Yo, balanceado vertiginosamente por la intensidad de esas pupilas, también reflejaba en él mis desaciertos, que me parecieron de pronto truncas convulsiones para salir de la misma cama. Creo que el hombre, perspicaz, ha advertido mi tambaleo, y se ha alegrado codiciosamente de metérseme por las cuencas de los ojos a través del espejito. Es como si pudiera capturar por fin, después de varias décadas, un ser humano expedito, libre, activo, autónomo, y obligarlo a penetrar en su mundo. Lo que él no pudo sospechar entonces es que a mí me pareció de pronto mucho mejor, más auténtico su estado que el mío. Fue sacrílego, si se quiere. Fue irremediable. Sus dos hipóstasis, la de niño-pájaro y la de pájaro, habían venido a destruir el mayor logro de mi vida penada, desorientada, banal, la familia formada con Frasquita. Logro artificial, incompatible conmigo. Y por ello mismo dicha destrucción había sido una hermosa liberación. Y esto se explica lógicamente: esas dos hipóstasis me reclamaban a la natural inexistencia, que nunca debí abandonar.
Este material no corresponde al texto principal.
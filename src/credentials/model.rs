//! Credential data model
//!
//! A credential is one secret usable against one provider, together with the
//! health metadata the selector and recorders operate on.

use std::fmt;
use std::str::FromStr;

use chrono::{DateTime, Utc};
use serde::{Deserialize, Serialize};

use super::policy::fingerprint;

/// Lifecycle status of a credential
#[derive(Debug, Clone, Copy, PartialEq, Eq, Hash, Serialize, Deserialize)]
#[serde(rename_all = "lowercase")]
pub enum CredentialStatus {
    /// Eligible for selection
    Active,
    /// Temporarily ineligible until `cooldown_until`
    Cooldown,
    /// Terminal, set manually or after an invalid-format check
    Disabled,
}

impl CredentialStatus {
    pub const ALL: [CredentialStatus; 3] = [
        CredentialStatus::Active,
        CredentialStatus::Cooldown,
        CredentialStatus::Disabled,
    ];

    pub fn as_str(&self) -> &'static str {
        match self {
            CredentialStatus::Active => "active",
            CredentialStatus::Cooldown => "cooldown",
            CredentialStatus::Disabled => "disabled",
        }
    }
}

impl fmt::Display for CredentialStatus {
    fn fmt(&self, f: &mut fmt::Formatter<'_>) -> fmt::Result {
        f.write_str(self.as_str())
    }
}

impl FromStr for CredentialStatus {
    type Err = String;

    fn from_str(s: &str) -> Result<Self, Self::Err> {
        match s {
            "active" => Ok(CredentialStatus::Active),
            "cooldown" => Ok(CredentialStatus::Cooldown),
            "disabled" => Ok(CredentialStatus::Disabled),
            other => Err(format!("unknown credential status '{}'", other)),
        }
    }
}

/// A provider credential with health metadata
#[derive(Clone, PartialEq)]
pub struct Credential {
    pub id: String,
    pub provider: String,
    /// Opaque secret material; never logged
    pub secret: String,
    pub label: Option<String>,
    pub status: CredentialStatus,
    pub consecutive_failures: u32,
    pub total_successes: u64,
    pub total_failures: u64,
    pub last_used_at: Option<DateTime<Utc>>,
    pub cooldown_until: Option<DateTime<Utc>>,
    pub last_failure_reason: Option<String>,
    pub created_at: DateTime<Utc>,
}

impl Credential {
    /// Create a fresh, healthy credential with a generated id
    pub fn new(provider: &str, secret: &str, label: Option<String>) -> Self {
        Self {
            id: uuid::Uuid::new_v4().to_string(),
            provider: normalize_provider(provider),
            secret: secret.to_string(),
            label,
            status: CredentialStatus::Active,
            consecutive_failures: 0,
            total_successes: 0,
            total_failures: 0,
            last_used_at: None,
            cooldown_until: None,
            last_failure_reason: None,
            created_at: Utc::now(),
        }
    }

    /// Same as `new` but with a caller-chosen id
    pub fn with_id(id: &str, provider: &str, secret: &str) -> Self {
        Self {
            id: id.to_string(),
            ..Self::new(provider, secret, None)
        }
    }
}

impl fmt::Debug for Credential {
    fn fmt(&self, f: &mut fmt::Formatter<'_>) -> fmt::Result {
        f.debug_struct("Credential")
            .field("id", &self.id)
            .field("provider", &self.provider)
            .field("secret", &fingerprint(&self.secret))
            .field("label", &self.label)
            .field("status", &self.status)
            .field("consecutive_failures", &self.consecutive_failures)
            .field("total_successes", &self.total_successes)
            .field("total_failures", &self.total_failures)
            .field("last_used_at", &self.last_used_at)
            .field("cooldown_until", &self.cooldown_until)
            .field("last_failure_reason", &self.last_failure_reason)
            .finish()
    }
}

/// Provisioning input for a new credential
#[derive(Debug, Clone, Deserialize)]
pub struct NewCredential {
    pub provider: String,
    pub secret: String,
    #[serde(default)]
    pub label: Option<String>,
}

impl NewCredential {
    pub fn into_credential(self) -> Credential {
        Credential::new(&self.provider, &self.secret, self.label)
    }
}

/// Counters returned by an atomic failure increment
#[derive(Debug, Clone, Copy, PartialEq, Eq)]
pub struct FailureCounters {
    pub consecutive_failures: u32,
    pub total_failures: u64,
}

/// Credential handed to callers: the secret plus an optional tracking id.
///
/// `id` is `None` for environment fallback secrets, which are never
/// health-tracked.
#[derive(Clone, PartialEq)]
pub struct SelectedCredential {
    pub id: Option<String>,
    pub secret: String,
}

impl SelectedCredential {
    pub fn tracked(credential: &Credential) -> Self {
        Self {
            id: Some(credential.id.clone()),
            secret: credential.secret.clone(),
        }
    }

    pub fn untracked(secret: &str) -> Self {
        Self {
            id: None,
            secret: secret.to_string(),
        }
    }

    pub fn is_tracked(&self) -> bool {
        self.id.is_some()
    }
}

impl fmt::Debug for SelectedCredential {
    fn fmt(&self, f: &mut fmt::Formatter<'_>) -> fmt::Result {
        f.debug_struct("SelectedCredential")
            .field("id", &self.id)
            .field("secret", &fingerprint(&self.secret))
            .finish()
    }
}

/// Secret-free view of a credential for admin listings
#[derive(Debug, Clone, Serialize)]
pub struct CredentialView {
    pub id: String,
    pub provider: String,
    #[serde(skip_serializing_if = "Option::is_none")]
    pub label: Option<String>,
    pub fingerprint: String,
    pub status: CredentialStatus,
    pub consecutive_failures: u32,
    pub total_successes: u64,
    pub total_failures: u64,
    #[serde(skip_serializing_if = "Option::is_none")]
    pub last_used_at: Option<DateTime<Utc>>,
    #[serde(skip_serializing_if = "Option::is_none")]
    pub cooldown_until: Option<DateTime<Utc>>,
    #[serde(skip_serializing_if = "Option::is_none")]
    pub last_failure_reason: Option<String>,
    pub created_at: DateTime<Utc>,
}

impl CredentialView {
    /// Build a view, reporting `status` as the caller computed it (the
    /// effective status after a lazy cooldown refresh).
    pub fn new(credential: &Credential, status: CredentialStatus) -> Self {
        Self {
            id: credential.id.clone(),
            provider: credential.provider.clone(),
            label: credential.label.clone(),
            fingerprint: fingerprint(&credential.secret),
            status,
            consecutive_failures: credential.consecutive_failures,
            total_successes: credential.total_successes,
            total_failures: credential.total_failures,
            last_used_at: credential.last_used_at,
            cooldown_until: credential.cooldown_until,
            last_failure_reason: credential.last_failure_reason.clone(),
            created_at: credential.created_at,
        }
    }
}

/// Provider names are matched case-insensitively
pub fn normalize_provider(provider: &str) -> String {
    provider.trim().to_ascii_lowercase()
}
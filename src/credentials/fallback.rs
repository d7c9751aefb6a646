//! Environment fallback credentials
//!
//! Static, ordered secrets per provider used when the store has nothing
//! eligible. They are always considered Active and are never health-tracked.

use std::collections::HashMap;

use tracing::{debug, warn};

use super::model::{normalize_provider, SelectedCredential};
use super::policy::{fingerprint, validate_secret};

/// Resolves untracked fallback credentials
#[derive(Debug, Clone, Default)]
pub struct EnvFallbackResolver {
    secrets: HashMap<String, Vec<String>>,
}

impl EnvFallbackResolver {
    pub fn new(secrets: HashMap<String, Vec<String>>) -> Self {
        let secrets = secrets
            .into_iter()
            .map(|(provider, list)| (normalize_provider(&provider), list))
            .collect();
        Self { secrets }
    }

    /// First configured secret for `provider` that passes format validation
    pub fn resolve(&self, provider: &str) -> Option<SelectedCredential> {
        let list = self.secrets.get(provider)?;
        for secret in list {
            match validate_secret(secret) {
                Ok(()) => {
                    debug!(
                        provider = %provider,
                        fingerprint = %fingerprint(secret),
                        "Using environment fallback credential"
                    );
                    return Some(SelectedCredential::untracked(secret));
                }
                Err(e) => warn!(
                    provider = %provider,
                    fingerprint = %fingerprint(secret),
                    error = %e,
                    "Skipping malformed fallback credential"
                ),
            }
        }
        None
    }

    /// Number of fallback secrets configured for `provider`
    pub fn configured(&self, provider: &str) -> usize {
        self.secrets.get(provider).map(Vec::len).unwrap_or(0)
    }
}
El ave vuela ya de modo bien manifiesto, si no para todos, sí para mí. Hace unos círculos enrevesados entre el balcón del quinto y el del segundo, de fachadas opuestas. Pasea por las cornisas. Grazna mucho. Alardea ante la ventana del comedor. Yo lo veo tranquilamente desde el sofá, horas y horas. No estoy postrado, pero no me da ninguna gana de levantarme. El pájaro vela y a menudo mi suegro me envía una asistente, que me constriñe al aseo. Frasca y los críos vienen muy de higos a brevas. Los golpes ya no molestan. Al contrario, al lado la voz bien articulada de un hombre de mediana edad, enérgico, desenvuelto, locuaz, ocupado, de presencia intermitente, casi ajeno ya a la casa, se combina con las del padre descomedido y la madre exquisita. Se asomen o no por la ventana, estoy seguro de que el pájaro no se les muestra nunca. Es más, probablemente lo confundan con cotorras, con loros, con los chirridos de los tendederos.